*** Supplied material ***

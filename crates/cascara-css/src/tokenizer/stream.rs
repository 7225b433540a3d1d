//! Token stream with lookahead, one level of pushback, and switchable
//! whitespace visibility.
//!
//! The grammar never looks at raw characters. It pulls classified tokens from
//! a [`TokenStream`], which hides `S` tokens unless whitespace visibility is on.

use core::ops::{Deref, DerefMut};

use super::token::{Token, TokenKind};
use super::tokenizer::CssTokenizer;
use crate::error::ParseError;

/// Cursor over a materialized token sequence.
pub struct TokenStream {
    tokens: Vec<Token>,
    /// Index of the next token to examine.
    cursor: usize,
    /// Index of the most recently consumed token.
    current: Option<usize>,
    /// `(cursor, current)` before the last `get`, restored by `unget`.
    previous: Option<(usize, Option<usize>)>,
    whitespace: bool,
}

impl TokenStream {
    /// Tokenize `input` and wrap the result.
    #[must_use]
    pub fn new(input: &str) -> Self {
        let mut tokenizer = CssTokenizer::new(input);
        tokenizer.run();
        Self::from_tokens(tokenizer.into_tokens())
    }

    /// Wrap an existing token sequence. An `Eof` token is appended if the
    /// sequence does not already end with one.
    #[must_use]
    pub fn from_tokens(mut tokens: Vec<Token>) -> Self {
        if !tokens.last().is_some_and(Token::is_eof) {
            let (row, col) = tokens
                .last()
                .map_or((1, 1), |t| (t.start_row, t.start_col + t.value.chars().count()));
            tokens.push(Token::new(TokenKind::Eof, "", row, col));
        }
        Self {
            tokens,
            cursor: 0,
            current: None,
            previous: None,
            whitespace: false,
        }
    }

    /// Whether `S` tokens are currently surfaced.
    #[must_use]
    pub const fn whitespace(&self) -> bool {
        self.whitespace
    }

    /// Set whitespace visibility. Prefer [`TokenStream::whitespace_scope`],
    /// which restores the previous value automatically.
    pub fn set_whitespace(&mut self, visible: bool) {
        self.whitespace = visible;
    }

    /// Set whitespace visibility until the returned guard is dropped.
    pub fn whitespace_scope(&mut self, visible: bool) -> WhitespaceScope<'_> {
        let saved = self.whitespace;
        self.whitespace = visible;
        WhitespaceScope {
            stream: self,
            saved,
        }
    }

    /// Index of the next visible token at or after `from`.
    fn visible_from(&self, mut from: usize) -> usize {
        let last = self.tokens.len() - 1;
        while from < last && !self.whitespace && self.tokens[from].kind == TokenKind::S {
            from += 1;
        }
        from.min(last)
    }

    /// Consume the next visible token and return its kind.
    pub fn get(&mut self) -> TokenKind {
        self.previous = Some((self.cursor, self.current));
        let index = self.visible_from(self.cursor);
        let token = &self.tokens[index];
        if !token.is_eof() {
            self.cursor = index + 1;
        }
        self.current = Some(index);
        token.kind
    }

    /// Push back the last consumed token. Only one level is kept; a second
    /// call without an intervening `get` does nothing.
    pub fn unget(&mut self) {
        if let Some((cursor, current)) = self.previous.take() {
            self.cursor = cursor;
            self.current = current;
        }
    }

    /// The kind of the next visible token, without consuming it.
    #[must_use]
    pub fn peek(&self) -> TokenKind {
        self.lt(1).kind
    }

    /// Consume the next token if its kind is one of `kinds`.
    pub fn match_kinds(&mut self, kinds: &[TokenKind]) -> bool {
        if kinds.contains(&self.peek()) {
            let _ = self.get();
            true
        } else {
            false
        }
    }

    /// Consume the next token if it is of `kind`.
    pub fn match_kind(&mut self, kind: TokenKind) -> bool {
        self.match_kinds(&[kind])
    }

    /// As [`TokenStream::match_kinds`], but a mismatch is an unexpected-token
    /// failure naming the token that was found instead.
    ///
    /// # Errors
    ///
    /// Returns [`ParseError::UnexpectedToken`] if the next token is not one of `kinds`.
    pub fn must_match_kinds(&mut self, kinds: &[TokenKind]) -> Result<(), ParseError> {
        if self.match_kinds(kinds) {
            Ok(())
        } else {
            Err(ParseError::unexpected(self.lt(1)))
        }
    }

    /// As [`TokenStream::match_kind`], but a mismatch is a failure.
    ///
    /// # Errors
    ///
    /// Returns [`ParseError::UnexpectedToken`] if the next token is not of `kind`.
    pub fn must_match(&mut self, kind: TokenKind) -> Result<(), ParseError> {
        self.must_match_kinds(&[kind])
    }

    /// The most recently consumed token. Before anything was consumed this is
    /// the first token of the stream.
    #[must_use]
    pub fn token(&self) -> &Token {
        &self.tokens[self.current.unwrap_or(0)]
    }

    /// The `n`th visible token ahead of the cursor (`lt(1)` is the next one).
    /// Looking past the end yields the `Eof` token.
    #[must_use]
    pub fn lt(&self, n: usize) -> &Token {
        let mut index = self.visible_from(self.cursor);
        for _ in 1..n {
            index = self.visible_from(index + 1);
        }
        &self.tokens[index]
    }
}

/// Guard returned by [`TokenStream::whitespace_scope`].
///
/// Dereferences to the stream and restores the previous whitespace visibility
/// on drop, on every exit path including `?` propagation.
pub struct WhitespaceScope<'a> {
    stream: &'a mut TokenStream,
    saved: bool,
}

impl Deref for WhitespaceScope<'_> {
    type Target = TokenStream;

    fn deref(&self) -> &TokenStream {
        self.stream
    }
}

impl DerefMut for WhitespaceScope<'_> {
    fn deref_mut(&mut self) -> &mut TokenStream {
        self.stream
    }
}

impl Drop for WhitespaceScope<'_> {
    fn drop(&mut self) {
        self.stream.whitespace = self.saved;
    }
}

#[cfg(test)]
mod tests {
    use super::*;

    #[test]
    fn test_whitespace_hidden_by_default() {
        let mut stream = TokenStream::new("a b");
        assert_eq!(stream.get(), TokenKind::Ident);
        assert_eq!(stream.get(), TokenKind::Ident);
        assert_eq!(stream.token().value, "b");
        assert_eq!(stream.get(), TokenKind::Eof);
    }

    #[test]
    fn test_whitespace_scope_restores_visibility() {
        let mut stream = TokenStream::new("a b");
        let _ = stream.get();
        {
            let scope = stream.whitespace_scope(true);
            assert!(scope.whitespace());
            assert_eq!(scope.peek(), TokenKind::S);
        }
        assert!(!stream.whitespace());
        assert_eq!(stream.peek(), TokenKind::Ident);
    }

    #[test]
    fn test_nested_scopes_restore_in_order() {
        let mut stream = TokenStream::new("a");
        stream.set_whitespace(true);
        {
            let mut outer = stream.whitespace_scope(false);
            {
                let inner = outer.whitespace_scope(true);
                assert!(inner.whitespace());
            }
            assert!(!outer.whitespace());
        }
        assert!(stream.whitespace());
    }

    #[test]
    fn test_unget_restores_one_token() {
        let mut stream = TokenStream::new("a { }");
        assert_eq!(stream.get(), TokenKind::Ident);
        assert_eq!(stream.get(), TokenKind::LBrace);
        stream.unget();
        assert_eq!(stream.token().value, "a");
        assert_eq!(stream.peek(), TokenKind::LBrace);
        // Only one level of pushback is kept.
        stream.unget();
        assert_eq!(stream.peek(), TokenKind::LBrace);
    }

    #[test]
    fn test_unget_after_visible_whitespace_probe() {
        let mut stream = TokenStream::new("a b");
        let _ = stream.get();
        let found = {
            let mut scope = stream.whitespace_scope(true);
            let found = scope.match_kind(TokenKind::S);
            if found {
                scope.unget();
            }
            found
        };
        assert!(found);
        assert_eq!(stream.token().value, "a");
        assert_eq!(stream.get(), TokenKind::Ident);
    }

    #[test]
    fn test_lookahead_by_index_skips_hidden_whitespace() {
        let stream = TokenStream::new("a , b");
        assert_eq!(stream.lt(1).kind, TokenKind::Ident);
        assert_eq!(stream.lt(2).kind, TokenKind::Comma);
        assert_eq!(stream.lt(3).value, "b");
        assert!(stream.lt(10).is_eof());
    }

    #[test]
    fn test_must_match_reports_found_token() {
        let mut stream = TokenStream::new("a\n  }");
        let _ = stream.get();
        let err = stream.must_match(TokenKind::Colon).unwrap_err();
        assert_eq!(
            err,
            ParseError::UnexpectedToken {
                value: "}".to_string(),
                line: 2,
                column: 3,
            }
        );
    }

    #[test]
    fn test_eof_is_sticky() {
        let mut stream = TokenStream::new("");
        assert_eq!(stream.get(), TokenKind::Eof);
        assert_eq!(stream.get(), TokenKind::Eof);
        assert_eq!(stream.peek(), TokenKind::Eof);
    }
}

*** End of Supplied material ***

Which lines in the listing above hold the word "inner"? Show each of them.

• [Completed task]
                let inner = outer.whitespace_scope(true);
                assert!(inner.whitespace());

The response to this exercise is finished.